List all abbreviations. A flag is shown in the first column: 'i' means the abbreviation will be used in insert mode, 'c' for command-line mode, and '!' for both modes.
:una rtfm
:unabbreviate – remove 'rtfm' from the list of abbreviations.
:abclear – remove all abbreviations.

Note: To avoid expansion in insert mode, type Ctrl-V after the last character of the abbreviation (on Windows, type Ctrl-Q instead of Ctrl-V).

Rough merge in from 992 (now removed)[]

The 'helpgrep' command is very useful for searching through all the files located in the .vim/doc directory. This command is especially useful if your .vim/doc directory is littered with script documentation as well as language specific documentation such as provided by script#614, script#826 or script#1330.

The following abbreviation provides faster access to 'helpgrep'.

:cnoreabbrev H helpgrep

This allows me to type :H uganda to search for the word 'uganda' in all of the help files.

Rough merge in of comments from 4[]

I have found myself performing a lot of Ctrl-P/Ctr-N commands on the same strings, and when this happens, I generally add an abbreviation, which saves me a keystroke or two. I do a lot of programming in ColdFusion, and I have these lines in my .vimrc:

ab Attr Attributes
ab Appl Application
ab Vari Variables
ab Req Request

Vim will finish the word as soon as you type a character after the abbreviation.

Example of a multiline abbreviation:

:ab mul Multiple<CR>lines

To move the cursor to a certain position after the abbreviation, try one of these:

Where ab is the letters at the position you want (search backwards).
Where N is the number of words you want to go back.
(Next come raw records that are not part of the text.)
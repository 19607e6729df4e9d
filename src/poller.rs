// The sampling-and-alerting loop (the viewer's only timing authority).
// Each tick fans out one fetch per metric, joins, masks individual failures to
// zero, updates the windows in canonical order and evaluates alerts once on
// the completed snapshot.

use crate::alerts;
use crate::history::MetricHistory;
use crate::models::{ClientIdentity, MetricKind, Sample, Thresholds, TickSnapshot, TickUpdate};
use crate::source::MetricSource;
use std::sync::Arc;
use tokio::sync::broadcast;
use tokio::time::{Duration, Instant, MissedTickBehavior, interval, interval_at};

/// Rate limit for "no receivers" logging (avoid a line every tick when no presenter is attached)
const NO_RECEIVERS_WARN_INTERVAL: Duration = Duration::from_secs(60);

/// Source, identity, output channel and shutdown for the poller.
pub struct PollerDeps<S> {
    pub source: Arc<S>,
    pub identity: ClientIdentity,
    pub tx: broadcast::Sender<TickUpdate>,
    pub shutdown_rx: tokio::sync::oneshot::Receiver<()>,
}

/// Poller timing and window config.
pub struct PollerConfig {
    pub interval_ms: u64,
    pub history_capacity: usize,
    pub thresholds: Thresholds,
    /// How often to log app stats (real seconds).
    pub stats_log_interval_secs: u64,
}

pub struct Poller<S> {
    source: Arc<S>,
    identity: ClientIdentity,
    history: MetricHistory,
    thresholds: Thresholds,
    tx: broadcast::Sender<TickUpdate>,
    ticks_total: u64,
    masked_failures_total: u64,
    last_no_receivers_warn: Option<Instant>,
}

impl<S: MetricSource> Poller<S> {
    pub fn new(
        source: Arc<S>,
        identity: ClientIdentity,
        thresholds: Thresholds,
        history_capacity: usize,
        tx: broadcast::Sender<TickUpdate>,
    ) -> Self {
        Self {
            source,
            identity,
            history: MetricHistory::new(history_capacity),
            thresholds,
            tx,
            ticks_total: 0,
            masked_failures_total: 0,
            last_no_receivers_warn: None,
        }
    }

    pub fn identity(&self) -> &ClientIdentity {
        &self.identity
    }

    pub fn history(&self) -> &MetricHistory {
        &self.history
    }

    /// One-shot hostname refresh, independent of the metric cycle. Failure is
    /// non-fatal: the identity stays unknown and there is no retry.
    pub async fn refresh_hostname(&mut self) {
        match self.source.fetch_hostname().await {
            Ok(hostname) => {
                tracing::info!(hostname = %hostname, "hostname resolved");
                self.identity.hostname = Some(hostname);
            }
            Err(e) => {
                tracing::warn!(
                    error = %e,
                    operation = "fetch_hostname",
                    "hostname fetch failed; display stays \"{}\"",
                    self.identity.display_hostname()
                );
            }
        }
    }

    /// One complete poll cycle. Fetches run concurrently; the cycle suspends
    /// until all four settle. A failed fetch is masked to zero for this tick
    /// so the remaining series keep updating.
    pub async fn tick(&mut self) -> TickUpdate {
        let fetches = MetricKind::ALL.map(|kind| {
            let source = Arc::clone(&self.source);
            async move { (kind, source.fetch_metric(kind).await) }
        });
        let results = futures_util::future::join_all(fetches).await;

        let observed_at = now_millis();
        let mut snapshot = TickSnapshot::default();
        let mut masked = Vec::new();
        // join_all keeps input order, so windows update in canonical order.
        for (kind, result) in results {
            let value = match result {
                Ok(v) => v,
                Err(e) => {
                    tracing::warn!(
                        metric = %kind,
                        error = %e,
                        operation = "fetch_metric",
                        "metric fetch failed; recording zero for this tick"
                    );
                    self.masked_failures_total += 1;
                    masked.push(kind);
                    0.0
                }
            };
            snapshot.set(kind, value);
            self.history.append(kind, Sample { value, observed_at });
        }

        let alerts = alerts::evaluate(&snapshot, &self.thresholds);
        self.ticks_total += 1;

        TickUpdate {
            observed_at,
            snapshot,
            masked,
            series: self.history.series(),
            alerts,
        }
    }

    fn publish(&mut self, update: TickUpdate) {
        if self.tx.send(update).is_err() {
            let should_warn = self
                .last_no_receivers_warn
                .is_none_or(|t| t.elapsed() >= NO_RECEIVERS_WARN_INTERVAL);
            if should_warn {
                tracing::debug!(
                    operation = "publish_tick",
                    "No attached presenters; broadcast channel has no receivers"
                );
                self.last_no_receivers_warn = Some(Instant::now());
            }
        }
    }

    /// Resolve the hostname once, run an immediate first cycle, then poll on a
    /// fixed period until shutdown. Cycles run inline in the loop body, so a
    /// new cycle only starts after the previous join completes; missed timer
    /// ticks are skipped rather than bursted.
    pub async fn run(
        mut self,
        mut shutdown_rx: tokio::sync::oneshot::Receiver<()>,
        interval_ms: u64,
        stats_log_interval_secs: u64,
    ) {
        self.refresh_hostname().await;

        let update = self.tick().await;
        self.publish(update);
        tracing::info!(client_id = %self.identity.id, "initial sample cycle complete");

        let period = Duration::from_millis(interval_ms);
        let mut tick_timer = interval_at(Instant::now() + period, period);
        tick_timer.set_missed_tick_behavior(MissedTickBehavior::Skip);
        let mut stats_log_tick = interval(Duration::from_secs(stats_log_interval_secs));
        stats_log_tick.set_missed_tick_behavior(MissedTickBehavior::Skip);

        loop {
            tokio::select! {
                _ = tick_timer.tick() => {
                    let update = self.tick().await;
                    self.publish(update);
                }
                _ = &mut shutdown_rx => {
                    tracing::debug!("Poller shutting down");
                    break;
                }
                _ = stats_log_tick.tick() => {
                    tracing::info!(
                        ticks_total = self.ticks_total,
                        masked_failures_total = self.masked_failures_total,
                        "app stats"
                    );
                }
            }
        }
    }
}

pub fn spawn<S: MetricSource + 'static>(
    deps: PollerDeps<S>,
    config: PollerConfig,
) -> tokio::task::JoinHandle<()> {
    let PollerDeps {
        source,
        identity,
        tx,
        shutdown_rx,
    } = deps;
    let PollerConfig {
        interval_ms,
        history_capacity,
        thresholds,
        stats_log_interval_secs,
    } = config;

    let poller = Poller::new(source, identity, thresholds, history_capacity, tx);
    tokio::spawn(poller.run(shutdown_rx, interval_ms, stats_log_interval_secs))
}

fn now_millis() -> u64 {
    std::time::SystemTime::now()
        .duration_since(std::time::UNIX_EPOCH)
        .map(|d| d.as_millis() as u64)
        .unwrap_or_else(|e| {
            tracing::warn!(
                error = %e,
                operation = "get_timestamp",
                "system time error"
            );
            0
        })
}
For example, 7b will take you back 7 words.

To get a C-style comment when you type 'com', you can add this to your .vimrc file:

iab com /*<CR><CR>/<Up>

which will expand to:

 * <here-is-the-cursor-position>

Here are some useful abbreviations for Java code:

abbr psvm public static void main(String[] args){<CR>}<esc>O
abbr sysout System.out.println("");<esc>2hi
abbr sop System.out.println("");<esc>2hi
abbr syserr System.err.println("");<esc>2hi
abbr sep System.err.println("");<esc>2hi

abbr forl for (int i = 0; i < ; i++) {<esc>7hi
abbr tryb try {<CR>} catch (Exception ex) {<CR> ex.printStackTrace();<CR>}<esc>hx3ko
abbr const public static final int

abbr ctm System.currentTimeMillis()
abbr slept try {<CR> Thread.sleep();<CR>}<esc>hxA catch(Exception ex) {<CR> ex.printStackTrace();<CR>}<esc>hx3k$hi

Automatically add abbreviations in a file[]

If you wish to enter your abbreviations automatically in a file, without the need to open it, then use the following function :

"mapping to automatically add an
fun AddAbbr()
    normal byw
    let StringChar = lh#visual#selection()
    "where lh#visual#selection() is a function you have to download from here :
    "and then, to put in your .vim/autoload directory.
    let val = input("Enter the abbreviation you wish to use for '" . StringChar . "' :")
    exec "ia" val StringChar
    silent call SaveAbbr(StringChar, val)

fun SaveAbbr(val, abbr)
    redir >>~/.vim/foo.txt
    "foo.txt is the file in which you wish to add your abbreviations. For me, it
    "is ~/.vim/ftplugin/tex.vim
    echo "iab" a:abbr a:val
    redir END

vmap <S-F8> <ESC>:call AddAbbr()<CR>
"Replace S-F8 by any other shortcut you wish

Copy it in your .vimrc file, and read the comments. Basically, you have to download the file located here and to copy it in the relevant directory. Then, select a word or an expression in visual mode, and push Shift+F8.

Another way to vim abbreviations to manage multiline abbreviations, snippets, and skeleton files[]

Save the snippets in a directory in plain text file. Next, write an abbreviation command like this.

iab text <ESC>:read /path/to/snippet/text_expansion.txt<CR>i


  • <ESC> - Go to normal mode
  • :read - Read from text file from /path/
  • The text_expansion.txt will contain a multiline or single line text that is used to expand text.
  • <CR> - To execute the read command
  • i - go back to insert mode
  • Press <space> after text to expand and place a space after. Or use C-] to expand without space.

This way, you can avoid using any other snippet manager plugins.